Government ignores Lords call for ‘wholesale reform of IR35’
The IR35 framework is “flawed” and has “never worked satisfactorily”, the House of Lords Finance Bill committee concluded in a damning report on the off-payroll rules. But that didn't stop the government from adding the enabling clauses to the bill.
Following its IR35 inquiry, The House of Lords Economic Affairs Finance Bill sub-committee urged the government to use the 12-month delay caused by Covid-19 to “give serious consideration to the fairer alternatives”.
Lord Forsyth, the chair of the committee, said the rules were “riddled with problems, unfairness, and unintended consequences”, and called for “a wholesale reform of IR35”.
“The evidence that we heard over the course of our inquiry suggests that the IR35 rules have never worked satisfactorily, throughout the whole of their 20-year history. We therefore conclude that this framework is flawed,” said the Off-payroll working: treating people fairly report.
But later in the day that the report was published (Monday 27 April), financial secretary to The Treasury Jesse Norman alerted the House of Commons during the second reading of the Finance Bill 2020-2021 that the Government still intends to include an amendment enacting the private-sector off-payroll regime in the current bill.
“The government remain fully committed to introducing these reforms to ensure that people working like employees but through their own limited companies pay broadly the same tax as individuals who are employed directly,” said Norman in the virtual commons debate. An amendment will be added to set the commencement data for 6 April 2021 and in a sop to the Lords, he added that the government will use the additional time to commission further external research into the long-term effects of the reforms in the public sector before inflicting them on private sector engagers.
The government was certainly swift to respond to the Lords committee’s call to confirm by October 2020 whether it plans to implement the new rules. But the decision to proceed will disappoint the Lords and other critics.
Among the litany of criticisms in the report, the Lords argued that the government had “severely underestimated the costs to business of implementing the changes” and “considered the issue too narrowly, in terms of its tax take”.
One of the consequences of the reforms the report highlighted was the effect on the gig economy, and used this opportunity to take swipe at the government for sitting on the recommendations of the Taylor Review.
The Lords also criticised the government for failing to listen to concerns raised by stakeholders. During its investigation, the House of Lords Finance Bill committee heard from accountancy bodies, who questioned the readiness of the reforms. Anita Monteith told the committee the ICAEW was waiting to hear back on 100 unanswered questions.
These concerns along with other descriptions of blanket employment status determinations and early termination of contracts had led the Lords to conclude that the changes will trigger widespread disruption.
With the UK facing a stark economic crisis, the Finance Bill committee encouraged the government to consider these problems during the 12-month delay – not least because businesses are going to need a lot longer than a year to recover. “The severity of the economic impact of Covid-19 is so great that it would be completely wrong for the government to impose a new burden on business in the form of the existing off-payroll proposals,” the Lords concluded.

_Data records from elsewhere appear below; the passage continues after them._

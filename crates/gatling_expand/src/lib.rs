//! Recursive macro expansion into flat gate netlists.
//!
//! [`ExpansionContext`] turns top-level instantiation requests into a stream
//! of primitive gate records, resolving every port down to a concrete wire.
//! Composite macros open a transient frame per instantiation; bindings flow
//! through frames by reference identity, with forward references to
//! still-unassigned outputs allocating eagerly so feedback wiring (SR
//! latches and friends) just works. Conflicting rebinding of a slot is an
//! explicit, diagnosable error rather than silent aliasing.
//!
//! The [`emit`] module renders a finished expansion as the textual mnemonic
//! netlist or as the simulator's binary gate files.

#![warn(missing_docs)]

pub mod context;
pub mod emit;
pub mod errors;

pub use context::{Expansion, ExpansionContext, GateRecord};
pub use errors::ExpandError;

Profession backs the findings
The ACCA’s Jason Piper, who was a witness in the Finance Bill committee inquiry, backed the findings, but went further than the Lords’ committee and suggested a two-year deferral rather than one to give businesses more time to adapt.
“The roll-out of these changes to the private sector seems to have been considered purely from a compliance and revenue raising perspective. While it’s absolutely right that HMRC concern itself with ensuring that the right amount of tax is paid at the right time, government is about more than collecting taxes,” he said.
“It’s about maintaining a healthy and diverse labour market to support a flexible and responsive economy, and an undue focus on revenue raising to the exclusion of all else risks damaging the underlying commercial activity that the taxes are paid on.”
Meanwhile, critics of the reforms applauded the Lords’ findings. Dave Chaplin, the CEO of ContractorCalculator, urged MPs to postpone the contentious legislation and hold a proper review of IR35 - something the Chancellor hinted at with possible national insurance reforms on the cards at the press conference when he announced the Self Employed Income Support Scheme in March.
“A holistic approach now needs to be taken to treating the self-employed fairly in the tax system,” Chaplin said. Considering the current pandemic, “Now is not the time to apply a straight-jacket,” he added.
However, on Twitter, tax barrister Jolyon Maugham questioned the accuracy of some of the Lords’ findings. “The reality is that there is a vast class of (largely) higher-earners who have avoided paying the right amount of tax for decades because lobbied changes at the outset of IR35 made it practically impossible to enforce. They are (rightly) targeted by these measures.”